On Veneration of Icons in the Commonwealth of Massachusetts

It's been snowing heavily since noon in Gardner; the roads were in terrible condition. Tired, physically and mentally (8 hours of teaching), I hardly could see the man at the roadside behind the pile of snow. I stopped; he was going to Heywood Hospital. Not far, but at such speed would take a while.

I turned the heat on full blast, and the man leaned forward, towards the flow of hot air. He looked neither young nor healthy. I wonder how long he'd been waiting for a ride.

– Are you Catholic? – asked he, looking at a tiny icon on the dashboard.

I was totally disinclined to a serious road conversation.
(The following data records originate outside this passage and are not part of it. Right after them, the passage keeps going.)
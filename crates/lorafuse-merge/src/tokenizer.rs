//! Tokenizer snapshot carried over to the merged model.

use std::path::{Path, PathBuf};

use lorafuse_core::files::TOKENIZER_FILES;
use lorafuse_core::{LoraFuseError, Result};
use tracing::{debug, info};

/// The tokenizer files of one model or adapter directory.
#[derive(Debug)]
pub struct PretrainedTokenizer {
    dir: PathBuf,
    files: Vec<&'static str>,
    inner: Option<tokenizers::Tokenizer>,
}

impl PretrainedTokenizer {
    /// Collect the tokenizer in `dir`, parsing `tokenizer.json` when present.
    ///
    /// A directory counts as having a tokenizer when it holds a fast
    /// `tokenizer.json` or the vocabulary files of a slow tokenizer
    /// (`tokenizer.model`, `vocab.json` + `merges.txt`, or `vocab.txt`).
    pub fn from_pretrained(dir: impl AsRef<Path>) -> Result<Self> {
        let dir = dir.as_ref().to_path_buf();
        let files: Vec<&'static str> = TOKENIZER_FILES
            .iter()
            .copied()
            .filter(|f| dir.join(f).is_file())
            .collect();

        let has = |name: &str| files.iter().any(|f| *f == name);
        let usable = has("tokenizer.json")
            || has("tokenizer.model")
            || (has("vocab.json") && has("merges.txt"))
            || has("vocab.txt");
        if !usable {
            return Err(LoraFuseError::Tokenizer(format!(
                "no tokenizer found in {:?}",
                dir
            )));
        }

        let inner = if has("tokenizer.json") {
            let path = dir.join("tokenizer.json");
            let tokenizer = tokenizers::Tokenizer::from_file(&path)
                .map_err(|e| LoraFuseError::Tokenizer(format!("{}: {}", path.display(), e)))?;
            Some(tokenizer)
        } else {
            None
        };

        debug!("Tokenizer in {:?}: {}", dir, files.join(", "));
        Ok(Self { dir, files, inner })
    }

    /// Tokenizer file names present.
    pub fn files(&self) -> &[&'static str] {
        &self.files
    }

    /// Vocabulary size including added tokens, when `tokenizer.json` was parsed.
    pub fn vocab_size(&self) -> Option<usize> {
        self.inner.as_ref().map(|t| t.get_vocab_size(true))
    }

    /// Copy the tokenizer files into `output`, byte for byte.
    pub fn save_pretrained(&self, output: impl AsRef<Path>) -> Result<Vec<PathBuf>> {
        let output = output.as_ref();
        std::fs::create_dir_all(output).map_err(|e| LoraFuseError::io_at(output, e))?;

        let mut written = Vec::with_capacity(self.files.len());
        for file in &self.files {
            let src = self.dir.join(file);
            let dst = output.join(file);
            if same_file(&src, &dst) {
                debug!("{:?} is already in place", dst);
            } else {
                std::fs::copy(&src, &dst).map_err(|e| LoraFuseError::io_at(&dst, e))?;
            }
            written.push(dst);
        }

        info!("Saved tokenizer ({} files) to {:?}", written.len(), output);
        Ok(written)
    }
}

fn same_file(a: &Path, b: &Path) -> bool {
    match (a.canonicalize(), b.canonicalize()) {
        (Ok(a), Ok(b)) => a == b,
        _ => false,
    }
}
– No, – said I simply, although many Orthodox would say "Yes, Catholic, but not Roman-Catholic", which is quite accurate.

Then he started his story. It was a long and complicated one, about his relatives of different persuasion, what they would say, and how they would do something totally different, and how it all ended in nothing. I nodded and said "Yea", "Sure", "Unbelievable" at the right moments, but then the story came to the end, and it was clearly my turn to speak. I had no clue what to say, pretending to be fully involved in pushing through the piles of snow around the hospitals' entrance.

Finally I turned off the ignition. He was silent. I looked at the icon.

– Do you know Santa Claus? – said I.

– Sure.

– No, not that clown who works for retail sales. The real one.

– What do you mean, "real"?

– Yes, the real one. The one on this icon.

– Is this Santa Claus??

– Yes. St. Nicholas, Sanctus Nicolaus, became Santa Claus. He was a bishop in a small town, in what is now Turkey, over fifteen hundred years ago. Never made a big deal of himself. But his secret kindness and generosity made him famous all over Christian Europe, and his name became linked with the charity to the poor and gift giving. However, when it was about the defense of the Christian faith against imposters and "reformers" of all sorts, he was totally different. Through the efforts and struggle of people like him, today we have the true, incorrupt faith of Christ. That's why we remember them and stay in communion with them, like a good family does.

The man was looking at the icon. I turned the dome light on.

– May I look at it? – he asked hesitantly.

I took the icon off the dashboard.

– Take it, – said I, – It's your gift, for Christmas.

He nodded thankfully, said good-bye and opened the door. It was dark outside, but I noticed him touching the icon with his lips before hiding it in the pocket.